Spending in IT to slowdown; Microsoft to offer 0% Financing

The Current turmoil in worldwide financial markets will be affecting in company spending on information technology. A report was published on November 12, wrote that worldwide spending on information technology (IT) is expected to slow significantly next year because of the financial crisis.

Market intelligence firm IDC said worldwide IT spending will grow just 2.6 percent in 2009 compared with the previous year, down from the IDC's pre-crisis forecast of 5.9 percent growth. IDC expects IT spending to return to growth rates approaching 6.0 percent in 2012 but estimates more than 300 billion dollars in industry revenues will have been lost due to slower spending over the next four years.

The firm had also developed a "downside scenario" in the event the impact of the financial crisis is more pronounced. In this scenario, IDC lowered the forecast for worldwide GDP growth in 2009 to 0.3 percent, which is 1.5 percent lower than the current forecast and worse than any year since World War II. This produced a forecast of 0.1 percent growth in worldwide IT spending in 2009 with negative growth in the United States, Western Europe, and Japan.

While The Framingham, Massachusetts-based company said IT spending in the United States is expected to grow by just 0.9 percent in 2009, much lower than the 4.2 percent growth forecast in August. IT spending growth in Japan and Western Europe was also expected to hover around one percent in 2009.

The following chart shows that 35% of U.S. and Canadian IT organizations responded by cutting IT operational spending. However, the majority (54%) made no change, and 11% actually increased their IT spending between August and October.


The following chart shows that, according to our survey, 2009 IT operational spending will show zero growth at the median. At the 25th percentile (the bottom 25% of survey respondents), IT operational budgets will shrink by an expected 3%. But at the 75th percentile (the top 25%), IT operational spending will increase by 5%.

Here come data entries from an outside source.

//! Privacy-policy information items and the Markdown skeleton built from them.

use regstruct_core::view::PolicySection;

use crate::{KnowledgeStore, StoreError};

/// (section name, description, related articles, required information).
pub(crate) const POLICY_SECTIONS: &[(&str, &str, &str, &str)] = &[
    (
        "Identity and Contact Details",
        "Information about the data controller and their contact details",
        "13(1)(a), 14(1)(a)",
        "Controller identity, contact details, DPO contact if applicable",
    ),
    (
        "Types of Data Collected",
        "Categories of personal data being processed",
        "13(1)(c), 14(1)(d)",
        "Description of all categories of personal data processed",
    ),
    (
        "Purposes of Processing",
        "Purposes for which personal data is processed",
        "13(1)(c), 14(1)(c)",
        "All purposes for which data is collected and processed",
    ),
    (
        "Legal Basis",
        "Legal basis for processing personal data",
        "13(1)(c), 14(1)(c)",
        "Legal basis under Article 6 (and Article 9 if applicable)",
    ),
    (
        "Recipients of Data",
        "Third parties who receive the data",
        "13(1)(e), 14(1)(e)",
        "Recipients or categories of recipients of personal data",
    ),
    (
        "Data Transfers",
        "Information about international data transfers",
        "13(1)(f), 14(1)(f)",
        "Details of transfers to third countries, safeguards, means to obtain copy",
    ),
    (
        "Retention Period",
        "How long data will be stored",
        "13(2)(a), 14(2)(a)",
        "Period data will be stored or criteria to determine period",
    ),
    (
        "Data Subject Rights",
        "Rights available to individuals",
        "13(2)(b), 14(2)(c)",
        "Access, rectification, erasure, restriction, objection, portability rights",
    ),
    (
        "Withdrawal of Consent",
        "Right to withdraw consent at any time",
        "13(2)(c), 14(2)(d)",
        "Information about right to withdraw consent and how to do so",
    ),
    (
        "Complaint Rights",
        "Right to lodge a complaint with supervisory authority",
        "13(2)(d), 14(2)(e)",
        "Right to lodge complaint and contact details of supervisory authority",
    ),
    (
        "Automated Decision Making",
        "Information about automated decision-making, including profiling",
        "13(2)(f), 14(2)(g)",
        "Existence, logic involved, significance and consequences of such processing",
    ),
];

impl KnowledgeStore {
    /// The seeded information items, in insertion order.
    pub fn policy_sections(&self) -> Result<Vec<PolicySection>, StoreError> {
        let mut stmt = self.conn.prepare(
            "SELECT section_name, description, related_articles, required_information
             FROM privacy_policy_sections
             ORDER BY id",
        )?;
        let rows = stmt.query_map([], |row| {
            Ok(PolicySection {
                section_name: row.get(0)?,
                description: row.get(1)?,
                related_articles: row.get(2)?,
                required_information: row.get(3)?,
            })
        })?;
        Ok(rows.collect::<Result<_, _>>()?)
    }

    /// Markdown privacy-policy skeleton: one heading per information item.
    pub fn policy_template(&self) -> Result<String, StoreError> {
        Ok(render_template(&self.policy_sections()?))
    }
}

pub(crate) fn render_template(sections: &[PolicySection]) -> String {
    let mut out = String::from("# Privacy Policy\n\n");
    out.push_str("_Last updated: [DATE]_\n\n");
    out.push_str("## Introduction\n\n");
    out.push_str(
        "[Company Name] is committed to protecting your privacy. This Privacy Policy explains how we \
         collect, use, disclose, and safeguard your information when you [describe service/product/website].\n\n",
    );
    out.push_str(
        "Please read this Privacy Policy carefully. If you do not agree with the terms of this Privacy \
         Policy, please do not access our services.\n\n",
    );

    for section in sections {
        out.push_str(&format!("## {}\n\n", section.section_name));
        out.push_str(&format!("_{}_\n\n", section.description));
        out.push_str(&format!(
            "[Explain {} - Required by GDPR Articles {}]\n\n",
            section.section_name.to_lowercase(),
            section.related_articles
        ));
        out.push_str(&format!(
            "This section should include: {}\n\n",
            section.required_information
        ));
    }

    out.push_str("## Changes to This Privacy Policy\n\n");
    out.push_str(
        "We may update our Privacy Policy from time to time. We will notify you of any changes by \
         posting the new Privacy Policy on this page and updating the 'Last updated' date.\n\n",
    );
    out
}

#[cfg(test)]
mod tests {
    use super::*;

    fn sections() -> Vec<PolicySection> {
        POLICY_SECTIONS
            .iter()
            .map(|&(name, description, articles, info)| PolicySection {
                section_name: name.into(),
                description: description.into(),
                related_articles: articles.into(),
                required_information: info.into(),
            })
            .collect()
    }

    #[test]
    fn eleven_fixed_items() {
        assert_eq!(POLICY_SECTIONS.len(), 11);
        assert_eq!(POLICY_SECTIONS[0].0, "Identity and Contact Details");
        assert_eq!(POLICY_SECTIONS[10].2, "13(2)(f), 14(2)(g)");
    }

    #[test]
    fn template_has_a_heading_per_item() {
        let md = render_template(&sections());
        assert!(md.starts_with("# Privacy Policy\n\n"));
        assert_eq!(md.matches("\n## ").count(), 11 + 2);
        assert!(md.contains("[Explain legal basis - Required by GDPR Articles 13(1)(c), 14(1)(c)]"));
        assert!(md.trim_end().ends_with("'Last updated' date."));
    }

    #[test]
    fn empty_store_renders_frame_only() {
        let store = KnowledgeStore::open().unwrap();
        assert!(store.policy_sections().unwrap().is_empty());
        let md = store.policy_template().unwrap();
        assert!(md.contains("## Introduction"));
        assert!(!md.contains("## Legal Basis"));
    }
}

The following chart shows that the forecast for IT operational budget growth in 2009 will be at the lowest rate since 2004, when growth coming out of the previous recession was likewise flat. IT operational spending growth peaked in 2007 at 5.0% and then declined this year to 4.0%. As reported earlier in this study, however, a significant number (41%) of respondents do not expect to spend all of the money budgeted for this year, which means that the 2008 growth rate will almost certainly fall short of the budgeted 4.0% rate. That pessimism extends into 2009.


Gartner Inc, the world's leading information technology research and advisory company, on October 13, has slashed its global tech spending forecast for next year to growth of just 2.3 per cent.

The research outfit was forced to significantly downgrade its previous 5.8 per cent growth prediction for 2009 because of the financial storm currently thundering across the world’s economy markets.

IT spending will hit $3.5tr next year. Developed economies, especially the United States and Western Europe, will be the worst affected, but emerging regions will not be immune, according to Gartner's senior veep and head of research Peter Sondergaard.

Hardware will take the biggest hit, said Gartner, with overall sales dipping four per cent next year.

It predicts the IT service sector will be flat in 2009, telecoms will modestly grow 3.9 per cent, while software will rise 8.6 per cent, down from a 13.5 per cent revenue increase this year.

Tech spending in North America will climb a meagre 0.5 per cent compared to a previous forecast of 5.3 per cent growth, according to Gartner.

Western Europe IT spending will drop 0.8 per cent. The firm had previously forecast spending to grow 2.8 per cent in the region.

Meanwhile, the Asia Pacific will see an IT spending increase of 8.3 per cent, down from an 11 per cent growth prediction.

According to WSJ today, Microsoft Corp. will provide zero-percent financing for three years to qualifying customers buying between $20,000 and $1 million of its business-solutions products.

The software giant's move comes as lenders are tightening their technology-financing terms for businesses amid the global credit crunch.

ETFs/Stocks :
    Intl Business Machines Corp.  IBM   $78.43  -1.31 (-1.64%)
    Intel Corporation INTC $13.36 -0.16 (-1.18%)
    Microsoft Corporation MSFT $19.52 -0.78 (-3.84%)
    Dell Inc. DELL $9.62 -0.88 (-8.38%)
    Hewlett-Packard Company HPQ $29.43 -1.71 (-5.49%)
    Advanced Micro Devices, Inc. AMD $2.31 -0.26 (-10.12%)
    Sun Microsystems, Inc. JAVA $3.68 +0.06 (+1.66%)
    Oracle Corporation ORCL $16.40 -0.07 (-0.43%)
    SAP AG (ADR) SAP $34.10 +0.20 (+0.59%)
Sources :Please Note!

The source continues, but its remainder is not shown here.